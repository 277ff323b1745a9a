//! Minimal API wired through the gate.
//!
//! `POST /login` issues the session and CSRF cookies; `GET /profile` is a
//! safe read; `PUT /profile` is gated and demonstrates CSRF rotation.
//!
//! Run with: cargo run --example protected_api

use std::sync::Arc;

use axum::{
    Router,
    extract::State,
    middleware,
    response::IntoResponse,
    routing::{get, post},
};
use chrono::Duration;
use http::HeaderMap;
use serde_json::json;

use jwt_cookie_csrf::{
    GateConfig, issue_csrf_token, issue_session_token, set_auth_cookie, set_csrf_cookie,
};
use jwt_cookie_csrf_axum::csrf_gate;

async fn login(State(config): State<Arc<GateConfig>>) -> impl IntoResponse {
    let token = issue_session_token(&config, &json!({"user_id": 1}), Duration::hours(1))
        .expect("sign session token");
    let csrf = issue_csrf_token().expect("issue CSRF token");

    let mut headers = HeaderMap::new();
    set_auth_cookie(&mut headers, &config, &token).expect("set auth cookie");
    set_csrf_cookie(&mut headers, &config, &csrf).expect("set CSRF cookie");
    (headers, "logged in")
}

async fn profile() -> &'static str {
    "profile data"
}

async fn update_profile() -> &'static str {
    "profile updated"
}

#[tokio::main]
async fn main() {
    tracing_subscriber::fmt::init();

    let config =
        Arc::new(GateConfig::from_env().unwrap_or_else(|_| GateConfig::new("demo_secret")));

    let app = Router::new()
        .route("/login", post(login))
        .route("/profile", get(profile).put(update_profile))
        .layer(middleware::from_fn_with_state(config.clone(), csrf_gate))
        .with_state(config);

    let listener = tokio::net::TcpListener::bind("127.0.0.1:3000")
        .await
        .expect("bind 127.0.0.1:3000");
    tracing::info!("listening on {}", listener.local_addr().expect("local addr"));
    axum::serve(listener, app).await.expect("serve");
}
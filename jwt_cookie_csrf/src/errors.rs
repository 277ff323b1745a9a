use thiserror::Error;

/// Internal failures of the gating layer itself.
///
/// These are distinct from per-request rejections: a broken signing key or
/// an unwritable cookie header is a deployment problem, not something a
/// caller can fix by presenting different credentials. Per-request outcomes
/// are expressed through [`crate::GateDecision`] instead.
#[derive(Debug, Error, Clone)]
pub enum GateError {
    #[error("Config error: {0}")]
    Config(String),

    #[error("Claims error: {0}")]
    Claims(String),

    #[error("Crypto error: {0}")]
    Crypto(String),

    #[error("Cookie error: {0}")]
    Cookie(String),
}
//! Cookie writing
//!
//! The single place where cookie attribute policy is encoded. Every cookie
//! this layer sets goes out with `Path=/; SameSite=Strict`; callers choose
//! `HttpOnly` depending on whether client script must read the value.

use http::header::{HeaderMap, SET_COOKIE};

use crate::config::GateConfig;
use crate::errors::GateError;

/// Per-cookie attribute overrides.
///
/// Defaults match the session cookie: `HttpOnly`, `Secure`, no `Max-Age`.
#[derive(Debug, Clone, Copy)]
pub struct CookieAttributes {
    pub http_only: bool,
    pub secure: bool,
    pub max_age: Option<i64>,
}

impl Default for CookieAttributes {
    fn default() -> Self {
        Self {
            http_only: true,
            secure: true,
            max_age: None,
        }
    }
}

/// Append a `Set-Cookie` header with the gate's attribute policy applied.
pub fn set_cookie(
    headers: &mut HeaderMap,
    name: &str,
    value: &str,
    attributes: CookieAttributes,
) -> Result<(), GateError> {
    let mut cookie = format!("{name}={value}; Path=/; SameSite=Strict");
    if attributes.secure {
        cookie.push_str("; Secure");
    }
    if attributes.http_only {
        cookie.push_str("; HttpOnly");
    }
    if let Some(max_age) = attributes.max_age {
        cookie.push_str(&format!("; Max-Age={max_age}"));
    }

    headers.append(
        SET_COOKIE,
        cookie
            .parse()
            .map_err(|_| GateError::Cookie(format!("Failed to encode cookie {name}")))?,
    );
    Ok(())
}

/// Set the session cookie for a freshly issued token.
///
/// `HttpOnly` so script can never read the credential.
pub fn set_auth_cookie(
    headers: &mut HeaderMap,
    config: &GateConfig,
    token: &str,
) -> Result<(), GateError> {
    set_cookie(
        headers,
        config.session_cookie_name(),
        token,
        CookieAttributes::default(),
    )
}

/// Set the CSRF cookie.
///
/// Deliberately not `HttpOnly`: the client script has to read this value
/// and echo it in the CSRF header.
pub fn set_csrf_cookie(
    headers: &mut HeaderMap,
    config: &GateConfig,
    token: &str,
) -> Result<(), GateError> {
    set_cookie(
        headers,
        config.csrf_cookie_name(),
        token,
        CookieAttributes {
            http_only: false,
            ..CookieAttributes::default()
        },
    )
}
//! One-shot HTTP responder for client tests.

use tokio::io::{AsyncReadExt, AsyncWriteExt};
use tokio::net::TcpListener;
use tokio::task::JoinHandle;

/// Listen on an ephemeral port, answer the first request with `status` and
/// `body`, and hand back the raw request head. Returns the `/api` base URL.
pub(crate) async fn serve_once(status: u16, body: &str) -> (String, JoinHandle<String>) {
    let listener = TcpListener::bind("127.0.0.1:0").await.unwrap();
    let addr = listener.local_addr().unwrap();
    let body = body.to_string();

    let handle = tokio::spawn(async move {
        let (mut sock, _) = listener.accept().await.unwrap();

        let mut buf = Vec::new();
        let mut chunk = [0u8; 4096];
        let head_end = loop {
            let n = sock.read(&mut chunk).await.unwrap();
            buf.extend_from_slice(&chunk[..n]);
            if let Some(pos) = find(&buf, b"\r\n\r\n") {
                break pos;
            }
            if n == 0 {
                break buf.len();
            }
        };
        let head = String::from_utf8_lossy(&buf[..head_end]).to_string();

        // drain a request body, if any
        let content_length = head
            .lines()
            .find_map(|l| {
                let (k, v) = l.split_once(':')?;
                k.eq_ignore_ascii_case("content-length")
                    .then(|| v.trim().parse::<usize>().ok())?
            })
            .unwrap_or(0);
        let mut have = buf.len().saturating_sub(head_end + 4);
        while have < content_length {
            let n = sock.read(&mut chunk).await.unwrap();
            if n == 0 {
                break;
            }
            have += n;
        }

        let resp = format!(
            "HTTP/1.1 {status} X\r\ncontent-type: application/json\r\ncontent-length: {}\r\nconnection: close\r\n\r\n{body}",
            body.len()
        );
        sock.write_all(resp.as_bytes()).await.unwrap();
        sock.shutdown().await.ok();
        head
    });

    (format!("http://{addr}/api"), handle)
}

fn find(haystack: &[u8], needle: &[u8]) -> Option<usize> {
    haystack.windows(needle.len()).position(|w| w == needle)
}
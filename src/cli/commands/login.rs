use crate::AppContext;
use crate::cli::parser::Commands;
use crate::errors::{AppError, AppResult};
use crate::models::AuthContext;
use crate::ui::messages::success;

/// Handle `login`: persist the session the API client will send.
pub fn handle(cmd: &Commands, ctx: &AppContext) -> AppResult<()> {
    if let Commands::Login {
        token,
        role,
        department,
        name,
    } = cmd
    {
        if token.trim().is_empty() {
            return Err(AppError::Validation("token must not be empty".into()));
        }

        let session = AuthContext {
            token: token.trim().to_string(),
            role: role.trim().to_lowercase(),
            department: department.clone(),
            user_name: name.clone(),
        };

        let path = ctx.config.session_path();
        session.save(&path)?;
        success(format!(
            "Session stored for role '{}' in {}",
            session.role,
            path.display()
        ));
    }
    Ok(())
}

══════

Try it:
Whenever a line in the records contains the word "expect", copy that line.

Written solution:
        .expect("sign session token");
    let csrf = issue_csrf_token().expect("issue CSRF token");
    set_auth_cookie(&mut headers, &config, &token).expect("set auth cookie");
    set_csrf_cookie(&mut headers, &config, &csrf).expect("set CSRF cookie");
        .expect("bind 127.0.0.1:3000");
    tracing::info!("listening on {}", listener.local_addr().expect("local addr"));
    axum::serve(listener, app).await.expect("serve");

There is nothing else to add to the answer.